DATA TO PROCESS section start

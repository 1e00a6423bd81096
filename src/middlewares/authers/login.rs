use async_trait::async_trait;

use crate::config::SessionSettings;
use crate::domain::models::auth::{AuthRequest, Identity};
use crate::errors::errors::{AppError, AppResult};
use crate::middlewares::authers::{AuthFailure, AuthOutcome, AuthResult, Auther};
use crate::services::auth::UserAuthFacade;
use crate::utils::http_utils::is_safe_method;

/// 세션(로그인 쿠키) 인증
///
/// 상태를 바꾸는 메서드에는 CSRF 더블 서브밋 검사를 먼저 수행합니다.
pub struct LoginAuther {
    facade: UserAuthFacade,
    settings: SessionSettings,
}

impl LoginAuther {
    pub const WEIGHT: i32 = 50;

    pub fn new(facade: UserAuthFacade, settings: SessionSettings) -> Self {
        Self { facade, settings }
    }

    fn verify_csrf(&self, req: &AuthRequest) -> AppResult<()> {
        if !self.settings.csrf_enabled || is_safe_method(&req.method) {
            return Ok(());
        }

        let cookie = req.cookie(&self.settings.csrf_cookie_name);
        let header = req.header(&self.settings.csrf_header_name);
        match (cookie, header) {
            (Some(cookie), Some(header)) if cookie == header => Ok(()),
            _ => {
                log::warn!("CSRF 토큰 불일치 - {} {}", req.method, req.path);
                Err(AppError::AuthorizationError("CSRF 토큰이 유효하지 않습니다".to_string()))
            }
        }
    }
}

#[async_trait]
impl Auther for LoginAuther {
    fn name(&self) -> &'static str {
        "login"
    }

    fn weight(&self) -> i32 {
        Self::WEIGHT
    }

    fn matches(&self, req: &AuthRequest) -> bool {
        req.options.check_login
    }

    async fn check(&self, req: &AuthRequest) -> AuthResult<AuthOutcome> {
        self.verify_csrf(req)?;

        let mut state = self.facade.state(req);
        let user = match state.user_info().await.cloned() {
            Ok(user) => user,
            Err(error) => return Err(AuthFailure::from(error).with_cookies(state.take_refreshed_cookies())),
        };
        log::debug!("세션 인증 성공 - user_id: {}", user.id);

        Ok(AuthOutcome::new(Identity::for_user(user)).with_cookies(state.take_refreshed_cookies()))
    }
}

/// 로그인되어 있으면 사용자로 식별하고, 아니면 익명으로 통과시키는 인증
pub struct TryLoginAuther {
    facade: UserAuthFacade,
}

impl TryLoginAuther {
    pub const WEIGHT: i32 = 10;

    pub fn new(facade: UserAuthFacade) -> Self {
        Self { facade }
    }
}

#[async_trait]
impl Auther for TryLoginAuther {
    fn name(&self) -> &'static str {
        "try-login"
    }

    fn weight(&self) -> i32 {
        Self::WEIGHT
    }

    fn matches(&self, req: &AuthRequest) -> bool {
        req.options.try_check_login
    }

    async fn check(&self, req: &AuthRequest) -> AuthResult<AuthOutcome> {
        let mut state = self.facade.state(req);
        let identity = match state.user_info().await.cloned() {
            Ok(user) => Identity::for_user(user),
            Err(AppError::AuthenticationError(reason)) => {
                log::debug!("비로그인 요청 허용 - {}", reason);
                Identity::anonymous()
            }
            Err(e) => return Err(AuthFailure::from(e).with_cookies(state.take_refreshed_cookies())),
        };

        Ok(AuthOutcome::new(identity).with_cookies(state.take_refreshed_cookies()))
    }
}

#[cfg(test)]
mod tests {
    use super::*;
    use crate::domain::models::auth::AuthOptions;
    use crate::services::auth::user_state::tests::{StubBackend, StubOrgs};
    use actix_web::http::Method;
    use std::sync::Arc;

    fn facade(refresh_cookie: bool) -> UserAuthFacade {
        let backend = StubBackend { refresh_cookie, ..Default::default() };
        UserAuthFacade::new(Arc::new(backend), Arc::new(StubOrgs::default()))
    }

    fn login_request(method: Method) -> AuthRequest {
        AuthRequest::new(method, "/api/projects")
            .with_host("erda.cloud")
            .with_options(AuthOptions::login())
    }

    #[actix_web::test]
    async fn test_login_with_session() {
        let auther = LoginAuther::new(facade(true), SessionSettings::default());
        let req = login_request(Method::GET).with_cookie("OPENAPISESSION", "2");

        assert!(auther.matches(&req));
        let outcome = auther.check(&req).await.unwrap();
        assert_eq!(outcome.identity.user_id.as_deref(), Some("2"));
        assert_eq!(outcome.cookies.len(), 1);
    }

    #[actix_web::test]
    async fn test_login_without_session_is_rejected() {
        let auther = LoginAuther::new(facade(false), SessionSettings::default());
        let err = auther.check(&login_request(Method::GET)).await.unwrap_err();
        assert!(matches!(err.error, AppError::AuthenticationError(_)));
        assert!(err.cookies.is_empty());
    }

    #[actix_web::test]
    async fn test_dropped_session_cookie_survives_rejection() {
        let auther = LoginAuther::new(facade(false), SessionSettings::default());
        let req = login_request(Method::GET).with_cookie("OPENAPISESSION", "dropped");

        let err = auther.check(&req).await.unwrap_err();
        assert!(matches!(err.error, AppError::AuthenticationError(_)));
        assert_eq!(err.cookies.len(), 1);
        assert_eq!(err.cookies[0].name(), "OPENAPISESSION");
        assert_eq!(err.cookies[0].value(), "");
    }

    #[actix_web::test]
    async fn test_csrf_on_unsafe_methods() {
        let settings = SessionSettings::default();
        let auther = LoginAuther::new(facade(false), settings.clone());
        let base = login_request(Method::POST).with_cookie("OPENAPISESSION", "2");

        let missing = auther.check(&base).await.unwrap_err();
        assert!(matches!(missing.error, AppError::AuthorizationError(_)));

        let mismatch = base
            .clone()
            .with_cookie(&settings.csrf_cookie_name, "a")
            .with_header(&settings.csrf_header_name, "b");
        assert!(matches!(auther.check(&mismatch).await.unwrap_err().error, AppError::AuthorizationError(_)));

        let ok = base
            .with_cookie(&settings.csrf_cookie_name, "a")
            .with_header(&settings.csrf_header_name, "a");
        assert!(auther.check(&ok).await.is_ok());
    }

    #[actix_web::test]
    async fn test_csrf_can_be_disabled() {
        let settings = SessionSettings { csrf_enabled: false, ..Default::default() };
        let auther = LoginAuther::new(facade(false), settings);
        let req = login_request(Method::DELETE).with_cookie("OPENAPISESSION", "2");
        assert!(auther.check(&req).await.is_ok());
    }

    #[actix_web::test]
    async fn test_try_login() {
        let auther = TryLoginAuther::new(facade(false));
        let anonymous = AuthRequest::new(Method::GET, "/api/public").with_options(AuthOptions::try_login());
        assert!(auther.matches(&anonymous));

        let outcome = auther.check(&anonymous).await.unwrap();
        assert!(outcome.identity.is_anonymous());

        let logged_in = anonymous.with_cookie("OPENAPISESSION", "7");
        let outcome = auther.check(&logged_in).await.unwrap();
        assert_eq!(outcome.identity.user_id.as_deref(), Some("7"));
    }

    #[actix_web::test]
    async fn test_try_login_with_rejected_credential_is_anonymous() {
        let auther = TryLoginAuther::new(facade(false));
        let req = AuthRequest::new(Method::GET, "/api/public")
            .with_options(AuthOptions::try_login())
            .with_cookie("OPENAPISESSION", "expired");
        assert!(auther.check(&req).await.unwrap().identity.is_anonymous());
    }
}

DATA TO PROCESS section end

TASK INSTRUCTIONS:
Among the lines above, find those carrying the word "Some" and copy them out.

TASK RESULT:
            (Some(cookie), Some(header)) if cookie == header => Ok(()),
        assert_eq!(outcome.identity.user_id.as_deref(), Some("2"));
        assert_eq!(outcome.identity.user_id.as_deref(), Some("7"));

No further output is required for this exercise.